If you’re new to je parle américain, you may not have noticed it, but if you’re a long-term fan, you’ve certainly remarked that the presses seem to have shut down recently. As a matter of fact, the last article appearing on the blog was published almost six months ago! That’s a pretty long hiatus, I’ll admit. There was a time not too long ago when I would have been anxiety-ridden if I’d let just one week go by without publishing something new for my readers. Why the big change? Well, I’ve “blamed” the recent creative drought primarily on my job as an English teacher, which I started in January. “The demands on my time are just too great … I don’t have those long periods of time anymore to really delve into a subject like I used to … I’m just too tired to write after getting home from work.”
The French call it “le syndrome de la page blanche” (“white page syndrome”). In English, we call it writer’s block:
“A usually temporary psychological inability to begin or continue work on a piece of writing.”

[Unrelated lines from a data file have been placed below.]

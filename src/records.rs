//! Source record types and NDJSON parsing.
//!
//! Two kinds of input files feed the warehouse: song metadata files holding a
//! single JSON record each, and event log files holding one JSON record per
//! line. Both are newline-delimited JSON; parsing failures surface the file
//! path and line number.

use std::collections::BTreeMap;
use std::fs;
use std::path::Path;

use serde::{Deserialize, Deserializer};
use serde_json::Value;

use crate::error::{EtlError, EtlResult};

/// One song-metadata record as it appears on disk.
///
/// Carries both the song fields and the denormalized artist fields; the
/// loaders split it across the `songs` and `artists` dimensions.
#[derive(Debug, Clone, Deserialize)]
pub struct SongRecord {
    /// Catalog identifier for the song
    pub song_id: String,
    /// Song title
    #[serde(default)]
    pub title: Option<String>,
    /// Catalog identifier for the artist
    #[serde(default)]
    pub artist_id: Option<String>,
    /// Release year (0 when unknown in the source data)
    #[serde(default)]
    pub year: Option<i32>,
    /// Track length in seconds
    #[serde(default)]
    pub duration: Option<f64>,
    /// Artist display name
    #[serde(default)]
    pub artist_name: Option<String>,
    /// Artist home location
    #[serde(default)]
    pub artist_location: Option<String>,
    /// Artist latitude
    #[serde(default)]
    pub artist_latitude: Option<f64>,
    /// Artist longitude
    #[serde(default)]
    pub artist_longitude: Option<f64>,
}

/// One playback event record from a log file.
#[derive(Debug, Clone, Deserialize)]
#[serde(rename_all = "camelCase")]
pub struct LogEvent {
    /// Page that generated the event; only "NextSong" events are loaded
    #[serde(default)]
    pub page: Option<String>,
    /// Event timestamp in milliseconds since the Unix epoch
    pub ts: i64,
    /// User identifier; logged-out events carry an empty string
    #[serde(default, deserialize_with = "flexible_user_id")]
    pub user_id: Option<i64>,
    /// User first name
    #[serde(default)]
    pub first_name: Option<String>,
    /// User last name
    #[serde(default)]
    pub last_name: Option<String>,
    /// User gender
    #[serde(default)]
    pub gender: Option<String>,
    /// Subscription level at event time ("free" or "paid")
    #[serde(default)]
    pub level: Option<String>,
    /// Played song title
    #[serde(default)]
    pub song: Option<String>,
    /// Played artist name
    #[serde(default)]
    pub artist: Option<String>,
    /// Played track length in seconds
    #[serde(default)]
    pub length: Option<f64>,
    /// Listening session identifier
    #[serde(default)]
    pub session_id: Option<i64>,
    /// User location string
    #[serde(default)]
    pub location: Option<String>,
    /// Browser user agent
    #[serde(default)]
    pub user_agent: Option<String>,
}

impl LogEvent {
    /// Whether this event records a song being played.
    pub fn is_next_song(&self) -> bool {
        self.page.as_deref() == Some("NextSong")
    }

    /// Replace empty-string field values with `None`.
    pub fn normalize(&mut self) {
        for field in [
            &mut self.page,
            &mut self.first_name,
            &mut self.last_name,
            &mut self.gender,
            &mut self.level,
            &mut self.song,
            &mut self.artist,
            &mut self.location,
            &mut self.user_agent,
        ] {
            if matches!(field.as_deref(), Some("")) {
                *field = None;
            }
        }
    }
}

/// One deduplicated row destined for the `users` dimension.
#[derive(Debug, Clone, PartialEq)]
pub struct UserRow {
    /// User identifier
    pub user_id: i64,
    /// First name as seen on the user's retained event
    pub first_name: Option<String>,
    /// Last name as seen on the user's retained event
    pub last_name: Option<String>,
    /// Gender as seen on the user's retained event
    pub gender: Option<String>,
    /// Subscription level as seen on the user's retained event
    pub level: Option<String>,
}

/// The source file format allows `userId` to arrive as a JSON number, a
/// numeric string, or an empty string for logged-out events.
fn flexible_user_id<'de, D>(deserializer: D) -> Result<Option<i64>, D::Error>
where
    D: Deserializer<'de>,
{
    let value = Option::<Value>::deserialize(deserializer)?;
    Ok(match value {
        Some(Value::Number(n)) => n.as_i64(),
        Some(Value::String(s)) if !s.trim().is_empty() => s.trim().parse().ok(),
        _ => None,
    })
}

/// Parse a song-metadata file.
///
/// Each song file is expected to hold exactly one record; only the first
/// non-empty line is used when more are present.
pub fn parse_song_file(path: &Path) -> EtlResult<SongRecord> {
    let contents = fs::read_to_string(path)?;
    let line = contents
        .lines()
        .find(|line| !line.trim().is_empty())
        .ok_or_else(|| EtlError::ParseError(format!("{}: no records found", path.display())))?;
    serde_json::from_str(line)
        .map_err(|e| EtlError::ParseError(format!("{}: {}", path.display(), e)))
}

/// Parse an event log file into its full list of records.
pub fn parse_log_file(path: &Path) -> EtlResult<Vec<LogEvent>> {
    let contents = fs::read_to_string(path)?;
    let mut events = Vec::new();
    for (line_num, line) in contents.lines().enumerate() {
        if line.trim().is_empty() {
            continue;
        }
        let event: LogEvent = serde_json::from_str(line).map_err(|e| {
            EtlError::ParseError(format!("{} line {}: {}", path.display(), line_num + 1, e))
        })?;
        events.push(event);
    }
    Ok(events)
}

/// Filter events to song plays and normalize empty-string fields, preserving
/// input order.
pub fn next_song_events(events: Vec<LogEvent>) -> Vec<LogEvent> {
    events
        .into_iter()
        .filter(LogEvent::is_next_song)
        .map(|mut event| {
            event.normalize();
            event
        })
        .collect()
}

/// Reduce events to one row per user, keeping the most recent by timestamp.
///
/// Events are sorted ascending by `ts` with a stable sort, so for equal
/// timestamps the later record in input order wins. Events without a user id
/// are dropped. Returned rows are ordered by user id.
pub fn latest_user_rows(events: &[LogEvent]) -> Vec<UserRow> {
    let mut by_ts: Vec<&LogEvent> = events.iter().collect();
    by_ts.sort_by_key(|event| event.ts);

    let mut latest: BTreeMap<i64, UserRow> = BTreeMap::new();
    for event in by_ts {
        let Some(user_id) = event.user_id else {
            continue;
        };
        latest.insert(
            user_id,
            UserRow {
                user_id,
                first_name: event.first_name.clone(),
                last_name: event.last_name.clone(),
                gender: event.gender.clone(),
                level: event.level.clone(),
            },
        );
    }
    latest.into_values().collect()
}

— The American Heritage® Dictionary of the English Language
When the “unconscious self is vetoing the program demanded by the conscious ego.”
— Victoria Nelson
“… stay[ing] a whole day with your head in your hands trying to squeeze your unfortunate brain so as to find a word.”
— Gustave Flaubert
“There may be a stretch of weeks or months when it doesn’t come at all; this is called writer’s block. Some writers in the throes of writer’s block think their muses have died, but I don’t think that happens often; I think what happens is that the writers themselves sow the edges of their clearing with poison bait to keep their muses away, often without knowing they are doing it.”
— Stephen King
“… [W]riter’s block is simply the dread that you are going to write something horrible.”
— Roy Blount, Jr.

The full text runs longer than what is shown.